At-a-Glance
- Effective: August 18, 2025 (12:01 a.m. ET; entry for consumption)
- Scope: New steel & aluminum derivative products (e.g., truck trailers, certain auto/motorcycle parts, refrigerators, dishwashers, ranges/ovens, laundry machines, microwaves)
- Rates: 50% on metal content value (most countries); 25% for qualifying UK-origin derivatives
- Quick take: 50% Section 232 duties now apply to the metal content value of added products; UK-origin derivatives are assessed at 25%.
- Filing reality: You must separately report metal vs. non-metal content; claim the correct Chapter 99 HTS; and capture melt & pour (steel) / smelt & cast (aluminum) data.
- Risk hotspot: Missing or “unknown” origin/meta-data can trigger punitive assessments and delays.
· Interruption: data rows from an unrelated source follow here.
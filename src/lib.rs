pub mod activity;
pub mod config;
pub mod ids;
pub mod loader;
pub mod persistence;
pub mod relationship;
pub mod report;
pub mod wbs;

pub use activity::{ActivityRow, AuditStamp, WorkItem};
pub use config::{DEFAULT_HOURS_PER_DAY, ImportConfig};
pub use ids::{IdAllocator, TableKind};
pub use loader::{ImportBatch, Loader};
#[cfg(feature = "sqlite")]
pub use persistence::sqlite::{SqliteProjectStore, import_batch, run_in_transaction};
pub use persistence::{
    ImportError, ImportResult, ProjectContext, ProjectStore, read_activity_csv, read_wbs_csv,
};
pub use relationship::{
    Lag, LagUnit, PredecessorLink, RelationType, Relationship, RelationshipError,
    parse_predecessor, parse_predecessor_list,
};
pub use report::{Diagnostic, DiagnosticKind, ImportReport, Severity};
pub use wbs::{WbsNode, WbsOutcome, WbsResolver, WbsRow};
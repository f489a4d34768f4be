use crate::activity::{AuditStamp, generate_guid};
use crate::ids::{IdAllocator, TableKind};
use crate::persistence::{ImportError, ImportResult, ProjectContext, ProjectStore};
use std::collections::HashMap;
use tracing::{debug, info};

pub const WBS_STATUS_ACTIVE: &str = "WS_Active";

/// One data row of the WBS file.
#[derive(Debug, Clone, PartialEq, Eq, Default)]
pub struct WbsRow {
    pub short_name: String,
    pub name: String,
    /// Full name of the parent node, empty for the project root.
    pub parent_name: String,
}

impl WbsRow {
    pub fn new(
        short_name: impl Into<String>,
        name: impl Into<String>,
        parent_name: impl Into<String>,
    ) -> Self {
        Self {
            short_name: short_name.into(),
            name: name.into(),
            parent_name: parent_name.into(),
        }
    }
}

/// A `PROJWBS` row as inserted by the resolver. New nodes are never the
/// project node and always carry summary data.
#[derive(Debug, Clone, PartialEq)]
pub struct WbsNode {
    pub wbs_id: i64,
    pub proj_id: i64,
    /// `None` only for the project node.
    pub parent_wbs_id: Option<i64>,
    pub short_name: String,
    pub name: String,
    pub proj_node_flag: bool,
    pub sum_data_flag: bool,
    pub guid: String,
    pub audit: AuditStamp,
}

#[derive(Debug, Clone, Copy, PartialEq, Eq)]
pub enum WbsOutcome {
    Cached(i64),
    Existing(i64),
    Created(i64),
}

impl WbsOutcome {
    pub fn id(&self) -> i64 {
        match *self {
            WbsOutcome::Cached(id) | WbsOutcome::Existing(id) | WbsOutcome::Created(id) => id,
        }
    }
}

/// Get-or-create for WBS nodes of a single project.
///
/// Owns two caches for the lifetime of one run: short name to id (the
/// identity key of a WBS row) and full name to id (how activities and child
/// rows refer to a node).
#[derive(Debug, Clone)]
pub struct WbsResolver {
    proj_id: i64,
    root_wbs_id: i64,
    by_short_name: HashMap<String, i64>,
    by_name: HashMap<String, i64>,
}

impl WbsResolver {
    pub fn new(project: &ProjectContext) -> Self {
        let mut by_short_name = HashMap::new();
        if !project.root_short_name.is_empty() {
            by_short_name.insert(project.root_short_name.clone(), project.root_wbs_id);
        }
        Self {
            proj_id: project.proj_id,
            root_wbs_id: project.root_wbs_id,
            by_short_name,
            by_name: HashMap::new(),
        }
    }

    pub fn root_wbs_id(&self) -> i64 {
        self.root_wbs_id
    }

    pub fn cached(&self, short_name: &str) -> Option<i64> {
        self.by_short_name.get(short_name).copied()
    }

    /// Returns `Ok(None)` for a row without a short name; the caller keeps the
    /// project root in that case. A short name without a full name is fatal.
    pub fn resolve_or_create<S: ProjectStore + ?Sized>(
        &mut self,
        store: &S,
        ids: &mut IdAllocator,
        audit: &AuditStamp,
        row: &WbsRow,
    ) -> ImportResult<Option<WbsOutcome>> {
        let short_name = row.short_name.trim();
        if short_name.is_empty() {
            return Ok(None);
        }
        let name = row.name.trim();
        if name.is_empty() {
            return Err(ImportError::UnnamedWbs(short_name.to_string()));
        }

        if let Some(id) = self.cached(short_name) {
            return Ok(Some(WbsOutcome::Cached(id)));
        }

        if let Some(id) = store.find_wbs_by_name(self.proj_id, name)? {
            debug!(short_name, wbs_id = id, "found existing WBS");
            self.remember(short_name, name, id);
            return Ok(Some(WbsOutcome::Existing(id)));
        }

        let parent_name = row.parent_name.trim();
        let parent_wbs_id = if parent_name.is_empty() {
            self.root_wbs_id
        } else {
            self.lookup(store, parent_name)?
                .ok_or_else(|| ImportError::MissingParentWbs {
                    parent: parent_name.to_string(),
                    child: short_name.to_string(),
                })?
        };

        let node = WbsNode {
            wbs_id: ids.next(TableKind::Wbs),
            proj_id: self.proj_id,
            parent_wbs_id: Some(parent_wbs_id),
            short_name: short_name.to_string(),
            name: name.to_string(),
            proj_node_flag: false,
            sum_data_flag: true,
            guid: generate_guid(),
            audit: audit.clone(),
        };
        store.insert_wbs(&node)?;
        self.remember(short_name, name, node.wbs_id);
        info!(
            short_name,
            name,
            wbs_id = node.wbs_id,
            parent_wbs_id,
            "created WBS"
        );
        Ok(Some(WbsOutcome::Created(node.wbs_id)))
    }

    /// Finds a node by its full name, without creating anything.
    pub fn lookup<S: ProjectStore + ?Sized>(
        &mut self,
        store: &S,
        name: &str,
    ) -> ImportResult<Option<i64>> {
        if let Some(id) = self.by_name.get(name) {
            return Ok(Some(*id));
        }
        let found = store.find_wbs_by_name(self.proj_id, name)?;
        if let Some(id) = found {
            self.by_name.insert(name.to_string(), id);
        }
        Ok(found)
    }

    fn remember(&mut self, short_name: &str, name: &str, id: i64) {
        self.by_short_name.insert(short_name.to_string(), id);
        self.by_name.insert(name.to_string(), id);
    }
}
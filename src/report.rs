use std::fmt;

#[derive(Debug, Clone, Copy, PartialEq, Eq)]
pub enum Severity {
    Warning,
    Error,
}

#[derive(Debug, Clone, Copy, PartialEq, Eq)]
pub enum DiagnosticKind {
    DuplicateCode,
    ExistingActivity,
    MissingSuccessor,
    MalformedLink,
    UnresolvedPredecessor,
}

impl DiagnosticKind {
    pub fn severity(&self) -> Severity {
        match self {
            DiagnosticKind::DuplicateCode
            | DiagnosticKind::ExistingActivity
            | DiagnosticKind::MissingSuccessor => Severity::Warning,
            DiagnosticKind::MalformedLink | DiagnosticKind::UnresolvedPredecessor => {
                Severity::Error
            }
        }
    }
}

/// A skipped row or dropped link. Never changes control flow.
#[derive(Debug, Clone, PartialEq, Eq)]
pub struct Diagnostic {
    pub kind: DiagnosticKind,
    /// 1-based data row in the activity file.
    pub row: usize,
    pub message: String,
}

impl Diagnostic {
    pub fn severity(&self) -> Severity {
        self.kind.severity()
    }
}

impl fmt::Display for Diagnostic {
    fn fmt(&self, f: &mut fmt::Formatter<'_>) -> fmt::Result {
        let label = match self.severity() {
            Severity::Warning => "WARNING",
            Severity::Error => "ERROR",
        };
        write!(f, "{label} (row {}): {}", self.row, self.message)
    }
}

#[derive(Debug, Clone, Default, PartialEq, Eq)]
pub struct ImportReport {
    pub wbs_created: usize,
    pub wbs_reused: usize,
    pub activities_inserted: usize,
    pub activities_existing: usize,
    pub relationships_inserted: usize,
    pub diagnostics: Vec<Diagnostic>,
}

impl ImportReport {
    pub(crate) fn push(&mut self, kind: DiagnosticKind, row: usize, message: String) {
        self.diagnostics.push(Diagnostic { kind, row, message });
    }

    pub fn warnings(&self) -> impl Iterator<Item = &Diagnostic> {
        self.diagnostics
            .iter()
            .filter(|d| d.severity() == Severity::Warning)
    }

    pub fn errors(&self) -> impl Iterator<Item = &Diagnostic> {
        self.diagnostics
            .iter()
            .filter(|d| d.severity() == Severity::Error)
    }

    pub fn count(&self, kind: DiagnosticKind) -> usize {
        self.diagnostics.iter().filter(|d| d.kind == kind).count()
    }

    pub fn to_cli_summary(&self) -> String {
        let mut parts = Vec::new();
        if self.wbs_created > 0 || self.wbs_reused > 0 {
            parts.push(format!("wbs_created={}", self.wbs_created));
            parts.push(format!("wbs_reused={}", self.wbs_reused));
        }
        parts.push(format!("activities={}", self.activities_inserted));
        if self.activities_existing > 0 {
            parts.push(format!("existing={}", self.activities_existing));
        }
        parts.push(format!("relationships={}", self.relationships_inserted));
        let warnings = self.warnings().count();
        if warnings > 0 {
            parts.push(format!("warnings={warnings}"));
        }
        let errors = self.errors().count();
        if errors > 0 {
            parts.push(format!("dropped_links={errors}"));
        }
        parts.join(", ")
    }
}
What Changed on Aug 18: The Section 232 Expansion at a Glance
The U.S. has expanded the lists of steel and aluminum derivative products subject to Section 232 tariffs. Effective 12:01 a.m. ET, August 18, 2025, entries of the newly listed goods incur a 50% duty on the value of their steel/aluminum content (25% for UK-origin derivatives under designated headings). These 232 duties are in addition to any other applicable tariffs (e.g., IEEPA “reciprocal” tariffs), plus ADD/CVD where relevant. The effective trigger is the entry for consumption time, not the shipment date.
Representative Coverage: Which Products Are Now Caught?
The new derivative lists cover hundreds of HTS lines. Impacted categories (selection):
- Transportation/industrial: truck trailers, certain auto/motorcycle parts, locomotive components
- Consumer durables: refrigerators, freezers, dishwashers, ranges/ovens, laundry machines, microwaves
Tip: Share this post with your clients’ procurement and engineering teams so they can map SKUs to the correct HTS lines before the next PO cycle.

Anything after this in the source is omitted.